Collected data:
= Beginning of Section =

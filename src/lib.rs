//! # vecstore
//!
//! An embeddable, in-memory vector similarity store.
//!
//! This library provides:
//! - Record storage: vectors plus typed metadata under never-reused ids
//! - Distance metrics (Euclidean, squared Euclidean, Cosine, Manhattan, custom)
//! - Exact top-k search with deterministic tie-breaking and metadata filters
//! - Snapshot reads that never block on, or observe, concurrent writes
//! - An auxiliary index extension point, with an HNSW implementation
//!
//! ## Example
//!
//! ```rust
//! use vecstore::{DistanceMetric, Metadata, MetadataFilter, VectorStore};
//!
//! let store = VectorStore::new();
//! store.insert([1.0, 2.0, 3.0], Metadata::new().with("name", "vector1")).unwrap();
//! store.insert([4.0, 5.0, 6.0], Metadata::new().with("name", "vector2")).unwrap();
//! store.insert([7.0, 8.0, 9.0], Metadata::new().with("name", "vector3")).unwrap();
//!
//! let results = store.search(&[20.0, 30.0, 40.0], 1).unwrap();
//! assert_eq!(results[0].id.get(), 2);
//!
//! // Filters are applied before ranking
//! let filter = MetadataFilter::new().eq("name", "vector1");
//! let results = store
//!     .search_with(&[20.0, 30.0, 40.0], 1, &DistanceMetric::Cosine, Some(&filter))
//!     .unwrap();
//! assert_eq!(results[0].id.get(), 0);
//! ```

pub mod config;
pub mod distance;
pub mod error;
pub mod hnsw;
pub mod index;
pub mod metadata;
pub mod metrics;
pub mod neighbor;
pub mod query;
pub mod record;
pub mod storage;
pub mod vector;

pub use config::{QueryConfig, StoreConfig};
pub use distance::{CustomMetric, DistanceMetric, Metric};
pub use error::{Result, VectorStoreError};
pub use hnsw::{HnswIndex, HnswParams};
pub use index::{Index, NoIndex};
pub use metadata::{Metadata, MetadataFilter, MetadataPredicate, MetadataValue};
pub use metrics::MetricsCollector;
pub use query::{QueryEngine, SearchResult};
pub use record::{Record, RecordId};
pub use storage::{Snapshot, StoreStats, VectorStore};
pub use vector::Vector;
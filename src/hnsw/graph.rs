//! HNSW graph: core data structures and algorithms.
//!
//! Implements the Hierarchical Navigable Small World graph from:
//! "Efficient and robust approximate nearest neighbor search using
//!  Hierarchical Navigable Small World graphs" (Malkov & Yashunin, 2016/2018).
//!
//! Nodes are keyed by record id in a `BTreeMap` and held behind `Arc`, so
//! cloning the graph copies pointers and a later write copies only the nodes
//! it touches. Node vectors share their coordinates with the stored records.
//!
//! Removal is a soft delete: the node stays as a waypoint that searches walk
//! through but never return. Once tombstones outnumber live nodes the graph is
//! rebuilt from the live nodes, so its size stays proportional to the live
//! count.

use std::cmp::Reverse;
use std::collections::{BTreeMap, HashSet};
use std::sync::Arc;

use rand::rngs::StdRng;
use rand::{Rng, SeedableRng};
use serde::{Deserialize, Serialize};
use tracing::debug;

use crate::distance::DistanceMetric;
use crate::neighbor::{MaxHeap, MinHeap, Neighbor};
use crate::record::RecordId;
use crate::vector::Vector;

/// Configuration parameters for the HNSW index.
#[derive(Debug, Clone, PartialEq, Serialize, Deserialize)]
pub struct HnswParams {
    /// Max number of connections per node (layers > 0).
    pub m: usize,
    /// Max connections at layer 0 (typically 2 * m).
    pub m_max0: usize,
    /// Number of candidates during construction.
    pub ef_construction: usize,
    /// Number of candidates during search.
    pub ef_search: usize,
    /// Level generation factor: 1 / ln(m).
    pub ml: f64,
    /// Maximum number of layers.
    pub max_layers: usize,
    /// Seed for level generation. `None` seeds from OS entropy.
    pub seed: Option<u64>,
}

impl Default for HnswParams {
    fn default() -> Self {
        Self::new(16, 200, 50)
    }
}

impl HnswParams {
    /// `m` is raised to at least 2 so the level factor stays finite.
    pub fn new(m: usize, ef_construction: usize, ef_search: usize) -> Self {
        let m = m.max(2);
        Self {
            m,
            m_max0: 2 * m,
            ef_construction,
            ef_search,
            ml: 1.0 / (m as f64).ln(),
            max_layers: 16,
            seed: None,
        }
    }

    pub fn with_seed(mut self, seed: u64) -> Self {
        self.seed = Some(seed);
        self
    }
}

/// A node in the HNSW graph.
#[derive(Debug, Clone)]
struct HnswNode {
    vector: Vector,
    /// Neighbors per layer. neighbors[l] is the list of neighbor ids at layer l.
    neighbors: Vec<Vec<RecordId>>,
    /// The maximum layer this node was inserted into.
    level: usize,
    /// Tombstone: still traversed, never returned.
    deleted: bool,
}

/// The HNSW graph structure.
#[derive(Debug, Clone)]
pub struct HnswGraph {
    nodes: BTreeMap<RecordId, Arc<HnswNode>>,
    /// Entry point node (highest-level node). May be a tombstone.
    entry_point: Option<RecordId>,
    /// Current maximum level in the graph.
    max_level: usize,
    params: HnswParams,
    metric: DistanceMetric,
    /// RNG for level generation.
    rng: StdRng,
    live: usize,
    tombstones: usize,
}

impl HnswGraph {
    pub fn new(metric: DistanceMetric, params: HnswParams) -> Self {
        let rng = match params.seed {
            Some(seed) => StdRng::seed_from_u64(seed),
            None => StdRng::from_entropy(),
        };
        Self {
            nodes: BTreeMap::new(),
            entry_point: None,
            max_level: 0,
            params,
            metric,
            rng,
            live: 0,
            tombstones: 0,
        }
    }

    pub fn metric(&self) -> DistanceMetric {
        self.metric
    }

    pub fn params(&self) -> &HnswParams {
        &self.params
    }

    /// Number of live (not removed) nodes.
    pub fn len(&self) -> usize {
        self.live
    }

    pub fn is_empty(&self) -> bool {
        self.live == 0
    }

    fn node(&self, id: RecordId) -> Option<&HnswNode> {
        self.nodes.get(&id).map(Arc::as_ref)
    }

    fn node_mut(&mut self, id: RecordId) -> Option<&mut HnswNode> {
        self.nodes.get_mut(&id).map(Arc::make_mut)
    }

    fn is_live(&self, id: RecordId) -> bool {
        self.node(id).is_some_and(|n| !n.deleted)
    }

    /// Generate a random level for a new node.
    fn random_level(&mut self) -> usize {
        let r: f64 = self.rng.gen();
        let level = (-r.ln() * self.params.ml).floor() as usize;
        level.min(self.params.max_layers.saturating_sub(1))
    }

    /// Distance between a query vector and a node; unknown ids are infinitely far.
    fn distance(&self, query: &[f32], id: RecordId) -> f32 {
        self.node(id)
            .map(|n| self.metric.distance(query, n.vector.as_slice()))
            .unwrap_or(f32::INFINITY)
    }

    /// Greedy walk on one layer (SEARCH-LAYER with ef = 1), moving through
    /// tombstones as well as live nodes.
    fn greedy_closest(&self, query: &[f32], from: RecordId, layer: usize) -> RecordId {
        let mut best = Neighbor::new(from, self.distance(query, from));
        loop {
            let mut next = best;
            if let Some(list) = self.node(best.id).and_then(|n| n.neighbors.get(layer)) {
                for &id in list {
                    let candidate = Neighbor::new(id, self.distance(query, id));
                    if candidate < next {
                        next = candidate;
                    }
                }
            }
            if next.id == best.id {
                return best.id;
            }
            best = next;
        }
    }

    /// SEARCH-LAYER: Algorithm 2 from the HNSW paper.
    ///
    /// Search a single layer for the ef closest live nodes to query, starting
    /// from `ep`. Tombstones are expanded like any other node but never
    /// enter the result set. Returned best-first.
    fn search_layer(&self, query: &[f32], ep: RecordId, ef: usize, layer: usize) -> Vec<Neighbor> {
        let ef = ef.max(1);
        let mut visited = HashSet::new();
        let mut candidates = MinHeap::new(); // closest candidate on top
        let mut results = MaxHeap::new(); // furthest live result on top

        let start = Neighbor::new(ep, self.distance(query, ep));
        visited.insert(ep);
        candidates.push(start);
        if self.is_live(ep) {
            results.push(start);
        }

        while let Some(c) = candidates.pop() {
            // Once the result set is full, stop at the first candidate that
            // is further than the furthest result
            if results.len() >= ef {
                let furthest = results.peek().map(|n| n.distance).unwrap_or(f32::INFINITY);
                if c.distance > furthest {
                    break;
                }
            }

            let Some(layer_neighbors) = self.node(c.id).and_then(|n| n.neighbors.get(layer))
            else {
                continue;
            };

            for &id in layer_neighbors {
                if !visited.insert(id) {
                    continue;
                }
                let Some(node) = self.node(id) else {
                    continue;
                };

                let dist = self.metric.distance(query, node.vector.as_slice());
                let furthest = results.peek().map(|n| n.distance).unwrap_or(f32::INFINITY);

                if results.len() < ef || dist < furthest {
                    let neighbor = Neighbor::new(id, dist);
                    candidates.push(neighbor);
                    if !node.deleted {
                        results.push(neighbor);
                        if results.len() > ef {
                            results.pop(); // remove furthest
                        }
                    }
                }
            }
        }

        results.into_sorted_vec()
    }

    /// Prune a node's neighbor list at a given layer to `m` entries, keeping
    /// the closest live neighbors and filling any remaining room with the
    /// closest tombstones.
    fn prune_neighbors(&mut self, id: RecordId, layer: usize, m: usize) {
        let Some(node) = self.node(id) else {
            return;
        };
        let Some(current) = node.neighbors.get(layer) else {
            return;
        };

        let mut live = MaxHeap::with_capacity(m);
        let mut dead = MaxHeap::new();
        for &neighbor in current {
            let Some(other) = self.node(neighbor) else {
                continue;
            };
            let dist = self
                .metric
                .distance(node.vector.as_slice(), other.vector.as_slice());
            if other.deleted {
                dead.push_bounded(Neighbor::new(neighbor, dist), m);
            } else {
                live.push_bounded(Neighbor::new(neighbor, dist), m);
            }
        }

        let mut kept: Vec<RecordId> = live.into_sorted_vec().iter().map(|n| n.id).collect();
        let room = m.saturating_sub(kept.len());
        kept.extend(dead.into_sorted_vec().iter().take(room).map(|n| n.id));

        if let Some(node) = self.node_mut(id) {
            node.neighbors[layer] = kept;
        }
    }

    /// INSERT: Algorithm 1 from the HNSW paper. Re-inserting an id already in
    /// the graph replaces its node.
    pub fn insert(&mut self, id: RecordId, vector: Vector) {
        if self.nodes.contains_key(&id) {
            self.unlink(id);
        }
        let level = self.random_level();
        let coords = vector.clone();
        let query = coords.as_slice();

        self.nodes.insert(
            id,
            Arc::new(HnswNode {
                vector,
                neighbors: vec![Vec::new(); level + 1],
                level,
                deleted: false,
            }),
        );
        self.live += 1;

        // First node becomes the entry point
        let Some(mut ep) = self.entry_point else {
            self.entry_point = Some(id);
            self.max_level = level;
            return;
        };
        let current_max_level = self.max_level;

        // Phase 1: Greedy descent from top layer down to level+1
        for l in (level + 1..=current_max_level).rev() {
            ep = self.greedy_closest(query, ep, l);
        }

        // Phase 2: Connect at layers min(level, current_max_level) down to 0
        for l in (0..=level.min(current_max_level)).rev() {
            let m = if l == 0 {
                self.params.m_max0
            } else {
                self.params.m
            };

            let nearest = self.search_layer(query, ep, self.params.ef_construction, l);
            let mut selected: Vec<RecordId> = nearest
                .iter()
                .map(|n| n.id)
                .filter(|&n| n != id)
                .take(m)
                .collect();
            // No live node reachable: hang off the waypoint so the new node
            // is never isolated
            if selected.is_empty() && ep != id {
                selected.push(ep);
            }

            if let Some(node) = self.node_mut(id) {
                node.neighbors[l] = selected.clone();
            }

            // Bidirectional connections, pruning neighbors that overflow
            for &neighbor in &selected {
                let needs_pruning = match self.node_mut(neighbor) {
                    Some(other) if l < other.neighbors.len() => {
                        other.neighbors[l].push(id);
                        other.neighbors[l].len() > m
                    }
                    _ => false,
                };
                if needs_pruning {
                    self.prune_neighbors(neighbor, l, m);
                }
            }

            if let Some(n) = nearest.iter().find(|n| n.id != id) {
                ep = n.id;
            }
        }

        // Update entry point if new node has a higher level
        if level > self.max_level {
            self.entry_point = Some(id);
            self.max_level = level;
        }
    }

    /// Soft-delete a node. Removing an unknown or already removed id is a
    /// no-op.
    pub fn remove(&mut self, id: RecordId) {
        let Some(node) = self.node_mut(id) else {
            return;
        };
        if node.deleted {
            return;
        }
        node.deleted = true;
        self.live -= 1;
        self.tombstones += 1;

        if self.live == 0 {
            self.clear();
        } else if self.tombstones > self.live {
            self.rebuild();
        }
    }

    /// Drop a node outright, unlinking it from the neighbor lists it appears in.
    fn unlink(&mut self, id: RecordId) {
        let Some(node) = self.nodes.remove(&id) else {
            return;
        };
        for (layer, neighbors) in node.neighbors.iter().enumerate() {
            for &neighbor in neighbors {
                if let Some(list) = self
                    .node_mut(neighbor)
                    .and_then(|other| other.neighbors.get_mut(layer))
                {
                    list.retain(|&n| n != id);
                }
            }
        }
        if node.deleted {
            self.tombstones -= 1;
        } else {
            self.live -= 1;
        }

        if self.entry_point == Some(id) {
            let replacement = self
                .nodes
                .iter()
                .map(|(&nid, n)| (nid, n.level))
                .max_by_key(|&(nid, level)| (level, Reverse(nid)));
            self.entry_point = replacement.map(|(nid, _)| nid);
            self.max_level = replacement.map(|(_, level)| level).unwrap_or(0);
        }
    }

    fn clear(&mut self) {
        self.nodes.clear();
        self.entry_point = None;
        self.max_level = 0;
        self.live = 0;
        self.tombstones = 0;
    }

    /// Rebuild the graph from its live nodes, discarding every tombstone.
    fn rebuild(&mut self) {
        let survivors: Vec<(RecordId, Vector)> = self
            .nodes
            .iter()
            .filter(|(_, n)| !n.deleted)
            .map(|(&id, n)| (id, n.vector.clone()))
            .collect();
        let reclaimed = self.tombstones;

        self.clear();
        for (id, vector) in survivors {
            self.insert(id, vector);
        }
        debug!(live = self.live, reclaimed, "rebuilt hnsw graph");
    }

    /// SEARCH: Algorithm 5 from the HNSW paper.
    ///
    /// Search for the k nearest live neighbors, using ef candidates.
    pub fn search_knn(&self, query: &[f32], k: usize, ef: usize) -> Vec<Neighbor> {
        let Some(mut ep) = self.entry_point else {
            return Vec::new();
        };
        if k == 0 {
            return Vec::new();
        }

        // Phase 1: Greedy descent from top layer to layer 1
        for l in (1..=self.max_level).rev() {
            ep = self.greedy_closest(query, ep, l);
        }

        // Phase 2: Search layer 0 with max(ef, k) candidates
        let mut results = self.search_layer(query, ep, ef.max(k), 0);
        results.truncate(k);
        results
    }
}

= End of Section =

_Directions for this task:_ Reproduce the entries above exactly, but only the lines between the line holding "in the graph." and the line holding "a new node.", inclusive.

_Expected answer:_
    /// Current maximum level in the graph.
    max_level: usize,
    params: HnswParams,
    metric: DistanceMetric,
    /// RNG for level generation.
    rng: StdRng,
    live: usize,
    tombstones: usize,
}

impl HnswGraph {
    pub fn new(metric: DistanceMetric, params: HnswParams) -> Self {
        let rng = match params.seed {
            Some(seed) => StdRng::seed_from_u64(seed),
            None => StdRng::from_entropy(),
        };
        Self {
            nodes: BTreeMap::new(),
            entry_point: None,
            max_level: 0,
            params,
            metric,
            rng,
            live: 0,
            tombstones: 0,
        }
    }

    pub fn metric(&self) -> DistanceMetric {
        self.metric
    }

    pub fn params(&self) -> &HnswParams {
        &self.params
    }

    /// Number of live (not removed) nodes.
    pub fn len(&self) -> usize {
        self.live
    }

    pub fn is_empty(&self) -> bool {
        self.live == 0
    }

    fn node(&self, id: RecordId) -> Option<&HnswNode> {
        self.nodes.get(&id).map(Arc::as_ref)
    }

    fn node_mut(&mut self, id: RecordId) -> Option<&mut HnswNode> {
        self.nodes.get_mut(&id).map(Arc::make_mut)
    }

    fn is_live(&self, id: RecordId) -> bool {
        self.node(id).is_some_and(|n| !n.deleted)
    }

    /// Generate a random level for a new node.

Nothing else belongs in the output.